ABSTRACT- Carcasses of trapper-caught mink were collected at industrial and reference sites around the Great Lakes in Ontario and along the coast of British Columbia A total of 238 mink carcasses were obtained during the winters 1998-2002. The study was prompted by reports of associations between PCBs and TCCD toxic equivalents and reproductive development in male mink and river otter (Lutra canadensis) from the Pacific Northwest, and laboratory studies reporting TCDD effects on sexual development of male rodents. All carcasses were examined for abnormalities and morphometric endpoints including age, sex, body condition, sub-cutaneous fat, body and organ weights and baculum weight and length were collected. Tissue from a sub-set of carcasses (n=150) were analyzed for PCBs and OC pesticides. A subset of samples were also analyzed for polychlorinated dibenzo-p-dioxins, dibenzofurans and mercury. Some 10 % of animals exceeded LOAELs for PCB effects on reproduction in female mink.
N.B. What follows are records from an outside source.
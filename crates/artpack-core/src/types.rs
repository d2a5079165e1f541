//! Asset data model

use crate::error::{ArtpackError, Result};
use crate::hash::ContentHash;
use base64::engine::general_purpose::STANDARD as BASE64;
use base64::Engine as _;
use serde::{Deserialize, Serialize};
use std::fmt;
use std::str::FromStr;

/// Target width:height requested from the backend
#[derive(Debug, Clone, Copy, PartialEq, Eq, Hash, Serialize, Deserialize)]
pub enum AspectRatio {
    #[serde(rename = "1:1")]
    Square,
    #[serde(rename = "3:4")]
    Portrait3x4,
    #[serde(rename = "4:3")]
    Landscape4x3,
    #[serde(rename = "9:16")]
    Portrait9x16,
    #[serde(rename = "16:9")]
    Landscape16x9,
}

impl AspectRatio {
    pub fn as_str(&self) -> &'static str {
        match self {
            AspectRatio::Square => "1:1",
            AspectRatio::Portrait3x4 => "3:4",
            AspectRatio::Landscape4x3 => "4:3",
            AspectRatio::Portrait9x16 => "9:16",
            AspectRatio::Landscape16x9 => "16:9",
        }
    }

    /// Nominal pixel size at a 1024px long edge
    pub fn dimensions(&self) -> (u32, u32) {
        match self {
            AspectRatio::Square => (1024, 1024),
            AspectRatio::Portrait3x4 => (768, 1024),
            AspectRatio::Landscape4x3 => (1024, 768),
            AspectRatio::Portrait9x16 => (576, 1024),
            AspectRatio::Landscape16x9 => (1024, 576),
        }
    }
}

impl fmt::Display for AspectRatio {
    fn fmt(&self, f: &mut fmt::Formatter<'_>) -> fmt::Result {
        f.write_str(self.as_str())
    }
}

/// Asset category, used for grouping and archive folders
#[derive(Debug, Clone, Copy, PartialEq, Eq, Hash, Serialize, Deserialize)]
#[serde(rename_all = "snake_case")]
pub enum Category {
    Background,
    NormalBubbles,
    SpecialBubbles,
    UiElements,
    EffectsFx,
    BoosterIcons,
    LevelMaps,
}

impl Category {
    pub const ALL: [Category; 7] = [
        Category::Background,
        Category::NormalBubbles,
        Category::SpecialBubbles,
        Category::UiElements,
        Category::EffectsFx,
        Category::BoosterIcons,
        Category::LevelMaps,
    ];

    /// Human-readable name, also the folder name inside the archive
    pub fn display_name(&self) -> &'static str {
        match self {
            Category::Background => "Backgrounds",
            Category::NormalBubbles => "Normal Bubbles",
            Category::SpecialBubbles => "Special Bubbles",
            Category::UiElements => "UI Elements",
            Category::EffectsFx => "Effects & FX",
            Category::BoosterIcons => "Booster Icons",
            Category::LevelMaps => "Level Maps",
        }
    }

    pub fn key(&self) -> &'static str {
        match self {
            Category::Background => "background",
            Category::NormalBubbles => "normal_bubbles",
            Category::SpecialBubbles => "special_bubbles",
            Category::UiElements => "ui_elements",
            Category::EffectsFx => "effects_fx",
            Category::BoosterIcons => "booster_icons",
            Category::LevelMaps => "level_maps",
        }
    }
}

impl fmt::Display for Category {
    fn fmt(&self, f: &mut fmt::Formatter<'_>) -> fmt::Result {
        f.write_str(self.display_name())
    }
}

impl FromStr for Category {
    type Err = ArtpackError;

    fn from_str(s: &str) -> Result<Self> {
        let wanted = s.trim().to_lowercase();
        Category::ALL
            .into_iter()
            .find(|c| c.key() == wanted || c.display_name().to_lowercase() == wanted)
            .ok_or_else(|| {
                let keys: Vec<&str> = Category::ALL.iter().map(|c| c.key()).collect();
                ArtpackError::CatalogError(format!(
                    "Unknown category '{}'. Use one of: {}",
                    s,
                    keys.join(", ")
                ))
            })
    }
}

/// An art asset to produce. Immutable once the catalog is built.
#[derive(Debug, Clone, PartialEq, Eq, Serialize, Deserialize)]
pub struct AssetSpec {
    pub id: String,
    pub category: Category,
    pub name: String,
    pub prompt: String,
    pub aspect_ratio: AspectRatio,
}

/// Subset of the catalog targeted by a batch
#[derive(Debug, Clone, Copy, PartialEq, Eq)]
pub enum Scope {
    All,
    Category(Category),
}

impl Scope {
    pub fn contains(&self, asset: &AssetSpec) -> bool {
        match self {
            Scope::All => true,
            Scope::Category(c) => asset.category == *c,
        }
    }
}

impl fmt::Display for Scope {
    fn fmt(&self, f: &mut fmt::Formatter<'_>) -> fmt::Result {
        match self {
            Scope::All => write!(f, "Full Pack"),
            Scope::Category(c) => write!(f, "{}", c),
        }
    }
}

/// An image as returned by the backend: base64 payload plus its MIME type
#[derive(Debug, Clone, PartialEq, Eq)]
pub struct GeneratedImage {
    pub mime_type: String,
    /// Base64 payload, kept in the encoding the backend delivered
    pub data: String,
}

impl GeneratedImage {
    pub fn new(mime_type: impl Into<String>, data: impl Into<String>) -> Self {
        Self {
            mime_type: mime_type.into(),
            data: data.into(),
        }
    }

    /// Wrap raw bytes, encoding them as base64
    pub fn from_bytes(mime_type: impl Into<String>, bytes: &[u8]) -> Self {
        Self::new(mime_type, BASE64.encode(bytes))
    }

    /// `data:` URL suitable for direct display
    pub fn data_url(&self) -> String {
        format!("data:{};base64,{}", self.mime_type, self.data)
    }

    pub fn decode(&self) -> Result<Vec<u8>> {
        BASE64
            .decode(self.data.trim().as_bytes())
            .map_err(|e| ArtpackError::DecodeError(format!("invalid base64 image data: {}", e)))
    }

    pub fn content_hash(&self) -> Result<ContentHash> {
        Ok(ContentHash::from_bytes(&self.decode()?))
    }
}

#[cfg(test)]
mod tests {
    use super::*;

    #[test]
    fn test_aspect_ratio_serde_uses_ratio_string() {
        #[derive(Serialize, Deserialize)]
        struct Wrapper {
            ratio: AspectRatio,
        }
        let parsed: Wrapper = toml::from_str(r#"ratio = "9:16""#).unwrap();
        assert_eq!(parsed.ratio, AspectRatio::Portrait9x16);
        assert_eq!(parsed.ratio.to_string(), "9:16");
    }

    #[test]
    fn test_category_from_key_and_display_name() {
        assert_eq!("normal_bubbles".parse::<Category>().unwrap(), Category::NormalBubbles);
        assert_eq!("Effects & FX".parse::<Category>().unwrap(), Category::EffectsFx);
        assert_eq!("ui elements".parse::<Category>().unwrap(), Category::UiElements);
        assert!("hats".parse::<Category>().is_err());
    }

    #[test]
    fn test_scope_contains() {
        let asset = AssetSpec {
            id: "b-red".to_string(),
            category: Category::NormalBubbles,
            name: "Red Bubble".to_string(),
            prompt: "red".to_string(),
            aspect_ratio: AspectRatio::Square,
        };
        assert!(Scope::All.contains(&asset));
        assert!(Scope::Category(Category::NormalBubbles).contains(&asset));
        assert!(!Scope::Category(Category::LevelMaps).contains(&asset));
    }

    #[test]
    fn test_generated_image_data_url_and_decode() {
        let image = GeneratedImage::from_bytes("image/png", b"\x89PNG");
        assert_eq!(image.data_url(), format!("data:image/png;base64,{}", image.data));
        assert_eq!(image.decode().unwrap(), b"\x89PNG");
        assert!(image.content_hash().is_ok());
    }

    #[test]
    fn test_generated_image_bad_payload() {
        let image = GeneratedImage::new("image/png", "not base64!!");
        assert!(matches!(image.decode(), Err(ArtpackError::DecodeError(_))));
    }
}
Similar criteria are not yet available for males. Baculum length was greater in first year and adult mink from British Columbia versus Great Lakes, though there was no difference between locations in juveniles. In juvenile animals pooled across locations, baculum length was positively correlated with hepatic PCB burden, though this is probably a function of growth and body condition. In first year males, there was a negative relationship between PCBs and body condition and in adult animals (< 1 year) baculum length was negatively related to DDE burden. Sexual development in male wild mink may be affected by ambient DDE.